## Brief:
Each line of the data below that includes the string "title" must be copied.
-------------------------
use dioxus::prelude::*;

use crate::domain::RiskPosture;
use crate::ui::theme;

/// Headline figure with an optional caption underneath.
#[component]
pub fn KpiCard(
    title: String,
    value: String,
    caption: Option<String>,
    posture: RiskPosture,
    #[props(default = false)] negative: bool,
) -> Element {
    let value_class = if negative {
        "text-rose-300"
    } else {
        theme::text_primary(posture)
    };

    rsx! {
        div {
            class: "{theme::panel_border(posture)} p-4 shadow-sm",
            h3 { class: "{theme::label_class()}", "{title}" }
            p { class: "mt-2 text-2xl font-semibold {value_class}", "{value}" }
            if let Some(caption) = caption {
                p { class: "mt-1 text-xs {theme::text_muted()}", "{caption}" }
            }
        }
    }
}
-------------------------
## Answer to this problem:
    title: String,
            h3 { class: "{theme::label_class()}", "{title}" }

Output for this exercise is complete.